Je m'abonneSommaire du dossier
- Fichiers clients et bases de données
- Vocabulaire de la base de données et de la gestion de fichiers clients
- Constituer une base de données
- Qualifier et enrichir sa base de données
- Analyser les données
- Les spécificités du B to B
- Gérer sa BDD
- Les métiers de la gestion de fichiers et BDD
- Juridique
- Bibliographie
Etrange métier que celui de responsable de base de données. Non pas qu'il
ait quelques côtés ésotériques. Ce sont bien plutôt des profils très cartésiens
qui ont concouru à sa reconnaissance : informaticiens, statisticiens, et autres
gourous du chiffre, du variable et de la logique mathématique, y ont largement
œuvré. Mais, ce métier évoluant, les entreprises elles-mêmes peinent à définir
cette fonction. Au point que, lorsqu'on les questionne, certains dirigeants ont
cette réponse mi-cynique, mi-sérieuse : « Cela existe, ce métier, au moins ? »

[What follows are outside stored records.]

//! Persistence contract for reports, verification records and audit logs.

use std::collections::{BTreeMap, HashSet};
use std::fmt;
use std::str::FromStr;

use async_trait::async_trait;
use chrono::{DateTime, NaiveDate, Utc};
use haily_core::{ReportKind, StormReport, VerificationResult};
use serde::{Deserialize, Serialize};
use thiserror::Error;
use uuid::Uuid;

mod memory;
mod postgres;

pub use memory::MemoryReportStore;
pub use postgres::PgReportStore;

#[derive(Debug, Error)]
pub enum StoreError {
    #[error("database error: {0}")]
    Database(#[from] sqlx::Error),
    #[error("migration error: {0}")]
    Migrate(#[from] sqlx::migrate::MigrateError),
    #[error("stored row is corrupt: {0}")]
    Corrupt(String),
    #[error("store unavailable: {0}")]
    Unavailable(String),
}

#[derive(Debug, Clone, Copy, PartialEq, Eq, Default, Serialize)]
pub struct ReplaceOutcome {
    pub deleted: u64,
    pub inserted: u64,
}

/// One ingest attempt for a report date.
#[derive(Debug, Clone, PartialEq, Eq, Serialize, Deserialize)]
pub struct IngestionLogEntry {
    pub id: Uuid,
    pub report_date: NaiveDate,
    pub url_attempted: String,
    pub started_at: DateTime<Utc>,
    pub completed_at: DateTime<Utc>,
    pub success: bool,
    pub tornado_reports: u64,
    pub wind_reports: u64,
    pub hail_reports: u64,
    pub inserted: u64,
    pub skipped: u64,
    pub parse_errors: u64,
    pub error_message: Option<String>,
}

#[derive(Debug, Clone, Copy, PartialEq, Eq, PartialOrd, Ord, Hash, Serialize, Deserialize)]
#[serde(rename_all = "snake_case")]
pub enum OperationKind {
    Ingest,
    Poll,
    Verify,
    Reimport,
}

impl OperationKind {
    pub const ALL: [OperationKind; 4] = [
        OperationKind::Ingest,
        OperationKind::Poll,
        OperationKind::Verify,
        OperationKind::Reimport,
    ];

    pub fn as_str(self) -> &'static str {
        match self {
            OperationKind::Ingest => "ingest",
            OperationKind::Poll => "poll",
            OperationKind::Verify => "verify",
            OperationKind::Reimport => "reimport",
        }
    }
}

impl fmt::Display for OperationKind {
    fn fmt(&self, f: &mut fmt::Formatter<'_>) -> fmt::Result {
        f.write_str(self.as_str())
    }
}

impl FromStr for OperationKind {
    type Err = String;

    fn from_str(s: &str) -> Result<Self, Self::Err> {
        OperationKind::ALL
            .into_iter()
            .find(|k| k.as_str() == s)
            .ok_or_else(|| format!("unknown operation kind {s:?}"))
    }
}

#[derive(Debug, Clone, Copy, PartialEq, Eq, Hash, Serialize, Deserialize)]
#[serde(rename_all = "snake_case")]
pub enum Trigger {
    Scheduled,
    Manual,
}

impl Trigger {
    pub fn as_str(self) -> &'static str {
        match self {
            Trigger::Scheduled => "scheduled",
            Trigger::Manual => "manual",
        }
    }
}

impl FromStr for Trigger {
    type Err = String;

    fn from_str(s: &str) -> Result<Self, Self::Err> {
        match s {
            "scheduled" => Ok(Trigger::Scheduled),
            "manual" => Ok(Trigger::Manual),
            other => Err(format!("unknown trigger {other:?}")),
        }
    }
}

#[derive(Debug, Clone, PartialEq, Eq, Serialize, Deserialize)]
pub struct OperationRecord {
    pub id: Uuid,
    pub kind: OperationKind,
    pub trigger: Trigger,
    pub report_date: Option<NaiveDate>,
    pub started_at: DateTime<Utc>,
    pub completed_at: DateTime<Utc>,
    pub success: bool,
    pub records_processed: u64,
    pub records_new: u64,
    pub error_message: Option<String>,
}

#[async_trait]
pub trait ReportStore: Send + Sync {
    async fn count_reports(&self, date: NaiveDate) -> Result<u64, StoreError>;

    async fn reports_for_date(&self, date: NaiveDate) -> Result<Vec<StormReport>, StoreError>;

    async fn fingerprints_for_date(&self, date: NaiveDate) -> Result<HashSet<String>, StoreError>;

    /// Inserts reports whose fingerprint is not yet stored for `date`, all or
    /// nothing. Existing rows are never touched. Returns the number inserted.
    async fn insert_new(&self, date: NaiveDate, reports: &[StormReport]) -> Result<u64, StoreError>;

    /// Replaces every stored row for `date` with `reports` in one transaction.
    /// On error the prior rows are left exactly as they were.
    async fn replace_reports(
        &self,
        date: NaiveDate,
        reports: &[StormReport],
    ) -> Result<ReplaceOutcome, StoreError>;

    async fn report_counts_by_kind(&self) -> Result<BTreeMap<ReportKind, u64>, StoreError>;

    async fn load_verification(&self, date: NaiveDate) -> Result<Option<VerificationResult>, StoreError>;

    async fn upsert_verification(&self, result: &VerificationResult) -> Result<(), StoreError>;

    async fn verifications_between(
        &self,
        start: NaiveDate,
        end: NaiveDate,
    ) -> Result<Vec<VerificationResult>, StoreError>;

    async fn record_ingestion(&self, entry: &IngestionLogEntry) -> Result<(), StoreError>;

    async fn last_successful_ingestion(
        &self,
        date: NaiveDate,
    ) -> Result<Option<DateTime<Utc>>, StoreError>;

    async fn record_operation(&self, record: &OperationRecord) -> Result<(), StoreError>;

    async fn operations_since(&self, since: DateTime<Utc>) -> Result<Vec<OperationRecord>, StoreError>;

    async fn last_success_by_kind(&self) -> Result<BTreeMap<OperationKind, DateTime<Utc>>, StoreError>;

    async fn prune_operations(&self, before: DateTime<Utc>) -> Result<u64, StoreError>;
}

En fait, faute encore de normes précises, le responsable de bases de données ou
de fichiers reste une personnalité à tout le moins énigmatique, dont on mesure
mal les tâches exactes au quotidien. Sa fonction principale est-elle de gérer
simplement l'achat ou la location d'adresses ? Son métier consiste-t-il plutôt
à assurer le maintien et l'évolution du système d'information clients ? Et,
partant, se charger de l'exploitation ? Voire d'assumer une veille en matière
de marketing ? La réponse n'est pas aisée. « On mélange souvent, sous la même
fonction de “responsable de fichiers” - une appellation à mon sens vieillotte,
car elle ne rend plus compte de la complexité de leur travail - différentes
activités qui ne relèvent pas des mêmes approches », assure ainsi le consultant
Thierry Fages, gérant du cabinet de conseil en gestion de la relation client
One to One Management. Dans tous les cas, la réponse dépend, pour partie, de
critères subjectifs. Une anecdote pour l'illustrer : dans un des grands réseaux
bancaires français, le P-dg, il y a peu, s'étonnait de voir qu'au comité de
direction, un siège avait été octroyé au responsable de base de données ! Pour
lui, cette fonction, qu'il assimilait, sans doute, à de la simple gestion
informatique, ne méritait pas pareil honneur. Pour Thierry Fages, le métier de
responsable de fichiers manque encore d'une véritable reconnaissance. « Au
début, on a trouvé normal de confier aux informaticiens qui avaient développé
les bases, leur gestion ultérieure. Mais, très vite, cette structure s'est
étoffée de compétences supplémentaires. L'aspect hautement stratégique de la
connaissance clients demande désormais des compétences en matière de management
et de marketing. Je ne dis pas qu'un informaticien ne peut y prétendre. Je dis
simplement que tous n'ont pas la même capacité à s'approprier ces nouvelles
compétences. »
Profils atypiques
La diversité des
titres est l'un des symptômes les plus probants de cette difficulté à saisir la
réalité quotidienne de ce métier. Thierry Fages doute même que leur hiérarchie
sache exactement où commencent et où se terminent leurs interventions. Selon la
société (son secteur d'activité, son organisation, sa taille…), on rencontre
tantôt des directions CRM - dans lesquelles plusieurs collaborateurs peuvent
prétendre être responsables de base de données marketing, tant du point de vue
de la gestion informatique que des études à mettre en œuvre - ou bien alors des
responsables de fichiers auxquels on accole souvent une charge supplémentaire,
comme celles des statistiques ou des études. Cette diversité explique que les
profils soient également très variés. En fonction des orientations stratégiques
de l'entreprise où ils officient, le recrutement privilégie une expérience
acquise dans le marketing, les statistiques, l'informatique ou le commercial.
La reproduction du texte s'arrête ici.